Explanation of Responses:

* If the form is filed by more than one reporting person, see Instruction 4(b)(v).
** Intentional misstatements or omissions of facts constitute Federal Criminal Violations. See 18 U.S.C. 1001 and 15 U.S.C. 78ff(a).
(1) The 2,664 Class A common units of limited partner interest ("Class A OP Units") in NSA OP, LP (the "Partnership") are issuable upon the conversion of 2,664 long-term incentive plan units ("LTIP Units") in the Partnership. The LTIP Units were granted to the Reporting Person under the Issuer's 2015 Equity Incentive Plan, and are scheduled to vest on May 23, 2018. Vested LTIP Units, after achieving parity with Class A OP Units, are eligible to be converted into Class A OP Units on a one-for-one basis upon the satisfaction of conditions set forth in the Partnership's agreement of limited partnership.
(2) Upon conversion of such vested parity LTIP Units into Class A OP Units, the Reporting Person will have the right to cause the Partnership to redeem a portion of the Reporting Person's Class A OP Units for cash in an amount equal to the market value of an equivalent number of the Issuer's common shares of beneficial interest ("Shares"), or at the Issuer's option, Shares on a one-for-one basis, subject to certain adjustments.
(3) N/A
(4) The price of the derivative securities was determined using the three-day trailing average closing price of the Issuer's Shares on May 24, 2017.
(5) The Reporting Person's total direct beneficial ownership following the reported transactions above is 100,339 Class A OP Units, which includes those Class A OP Units previously reported and the Class A OP Units reported herein (together with those securities convertible into, or exchangeable for, such Class A OP Units as specified herein and therein). Following the reported transactions, the Reporting Person has total direct beneficial ownership in 3,135 vested LTIP Units and 2,664 unvested LTIP Units. The 100,339 Class A OP Units do not include derivative securities of other classes or non-derivative securities of the Reporting Person that were previously reported.

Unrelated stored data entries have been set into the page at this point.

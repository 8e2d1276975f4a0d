mod store;

use std::env;

use tempfile::TempDir;

/// RAII guard for environment variables - automatically restores on drop
pub(crate) struct EnvGuard {
    key: &'static str,
    original: Option<String>,
}

impl EnvGuard {
    pub(crate) fn set(key: &'static str, value: &str) -> Self {
        unsafe {
            let original = env::var(key).ok();
            env::set_var(key, value);
            Self { key, original }
        }
    }
}

impl Drop for EnvGuard {
    fn drop(&mut self) {
        unsafe {
            match &self.original {
                Some(val) => env::set_var(self.key, val),
                None => env::remove_var(self.key),
            }
        }
    }
}

/// Create a temp config directory and set UR_CONFIG_DIR
pub(crate) fn setup_config_dir() -> (TempDir, EnvGuard) {
    let temp = TempDir::new().unwrap();
    let guard = EnvGuard::set("UR_CONFIG_DIR", temp.path().to_str().unwrap());
    (temp, guard)
}

/// Write config.toml into the temp config directory
pub(crate) fn write_config(temp: &TempDir, contents: &str) {
    std::fs::write(temp.path().join("config.toml"), contents).unwrap();
}
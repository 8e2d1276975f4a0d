#![allow(dead_code)]

use ur_registry::{CallContext, Record, RecordLocation, RecordStore, UserRegistry};
use ur_store::{MemoryRecordStore, Result as StoreErrorResult, StoreError};

use std::sync::Arc;
use std::sync::atomic::{AtomicUsize, Ordering};

use async_trait::async_trait;

pub fn test_location() -> RecordLocation {
    RecordLocation::new("identity-system", "user-registry")
}

/// Memory store that counts calls and can be told to report the next few
/// `get`s as missing, which is what a caller losing the create race sees.
#[derive(Default)]
pub struct CountingStore {
    pub inner: MemoryRecordStore,
    gets: AtomicUsize,
    creates: AtomicUsize,
    updates: AtomicUsize,
    forced_misses: AtomicUsize,
}

impl CountingStore {
    pub fn new() -> Self {
        Self::default()
    }

    pub fn gets(&self) -> usize {
        self.gets.load(Ordering::SeqCst)
    }

    pub fn creates(&self) -> usize {
        self.creates.load(Ordering::SeqCst)
    }

    pub fn updates(&self) -> usize {
        self.updates.load(Ordering::SeqCst)
    }

    pub fn force_misses(&self, count: usize) {
        self.forced_misses.store(count, Ordering::SeqCst);
    }

    /// Seeds the backing record directly, bypassing the registry.
    pub async fn seed(&self, record: Record) -> Record {
        self.inner
            .create(&CallContext::background(), record)
            .await
            .expect("Failed to seed record")
    }

    pub async fn stored(&self) -> Record {
        self.inner
            .get(&CallContext::background(), &test_location())
            .await
            .expect("Backing record missing")
    }
}

#[async_trait]
impl RecordStore for CountingStore {
    async fn get(
        &self,
        ctx: &CallContext,
        location: &RecordLocation,
    ) -> StoreErrorResult<Record> {
        self.gets.fetch_add(1, Ordering::SeqCst);

        let forced = self
            .forced_misses
            .fetch_update(Ordering::SeqCst, Ordering::SeqCst, |n| n.checked_sub(1))
            .is_ok();
        if forced {
            return Err(StoreError::not_found(location.clone()));
        }

        self.inner.get(ctx, location).await
    }

    async fn create(&self, ctx: &CallContext, record: Record) -> StoreErrorResult<Record> {
        self.creates.fetch_add(1, Ordering::SeqCst);
        self.inner.create(ctx, record).await
    }

    async fn update(&self, ctx: &CallContext, record: Record) -> StoreErrorResult<Record> {
        self.updates.fetch_add(1, Ordering::SeqCst);
        self.inner.update(ctx, record).await
    }
}

/// Store whose backend is unreachable.
pub struct UnreachableStore;

#[async_trait]
impl RecordStore for UnreachableStore {
    async fn get(&self, _: &CallContext, _: &RecordLocation) -> StoreErrorResult<Record> {
        Err(StoreError::unavailable("connection refused"))
    }

    async fn create(&self, _: &CallContext, _: Record) -> StoreErrorResult<Record> {
        Err(StoreError::unavailable("connection refused"))
    }

    async fn update(&self, _: &CallContext, _: Record) -> StoreErrorResult<Record> {
        Err(StoreError::unavailable("connection refused"))
    }
}

pub fn counting_registry() -> (Arc<CountingStore>, UserRegistry) {
    let store = Arc::new(CountingStore::new());
    let registry = UserRegistry::new(store.clone(), test_location());
    (store, registry)
}
pub mod error;
pub mod user_identity;

pub use error::{CoreError, Result};
pub use error_location::ErrorLocation;
pub use user_identity::{UserIdentity, validate_user_id};
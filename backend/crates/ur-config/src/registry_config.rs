use crate::{ConfigError, ConfigErrorResult, DEFAULT_REGISTRY_NAME, DEFAULT_REGISTRY_NAMESPACE};

use serde::Deserialize;

pub const MAX_NAMESPACE_LENGTH: usize = 63;
pub const MAX_NAME_LENGTH: usize = 253;

/// Where the backing record lives. Fixed for the lifetime of a deployment.
#[derive(Debug, Clone, Deserialize)]
#[serde(default)]
pub struct RegistryConfig {
    pub namespace: String,
    pub name: String,
}

impl Default for RegistryConfig {
    fn default() -> Self {
        Self {
            namespace: String::from(DEFAULT_REGISTRY_NAMESPACE),
            name: String::from(DEFAULT_REGISTRY_NAME),
        }
    }
}

impl RegistryConfig {
    pub fn validate(&self) -> ConfigErrorResult<()> {
        validate_identifier("registry.namespace", &self.namespace, MAX_NAMESPACE_LENGTH, false)?;
        validate_identifier("registry.name", &self.name, MAX_NAME_LENGTH, true)?;
        Ok(())
    }
}

/// Lowercase alphanumerics and '-', plus '.' when `allow_dots`; must start
/// and end with an alphanumeric.
#[track_caller]
fn validate_identifier(
    key: &str,
    value: &str,
    max_length: usize,
    allow_dots: bool,
) -> ConfigErrorResult<()> {
    if value.is_empty() || value.len() > max_length {
        return Err(ConfigError::registry(format!(
            "{key} must be 1-{max_length} characters, got {}",
            value.len()
        )));
    }

    let valid_char =
        |c: char| c.is_ascii_lowercase() || c.is_ascii_digit() || c == '-' || (allow_dots && c == '.');
    if let Some(bad) = value.chars().find(|c| !valid_char(*c)) {
        return Err(ConfigError::registry(format!(
            "{key} contains invalid character '{bad}': {value}"
        )));
    }

    let alphanumeric = |c: char| c.is_ascii_lowercase() || c.is_ascii_digit();
    if !value.starts_with(alphanumeric) || !value.ends_with(alphanumeric) {
        return Err(ConfigError::registry(format!(
            "{key} must start and end with a letter or digit: {value}"
        )));
    }

    Ok(())
}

(6) Consists of 14,400 vested LTIP Units held by the Reporting Person which were converted into 14,400 Class A OP Units as described in footnote 1 above. The Reporting Person previously reported the 14,400 LTIP Units that were converted into Class A OP Units as described in this Form 4 as Class A OP Units on an as-converted basis. Accordingly, the conversion described in this Form 4 is being reported on a voluntary basis solely to provide notice of the conversion of the Reporting Person's 14,400 LTIP Units into 14,400 Class A OP Units.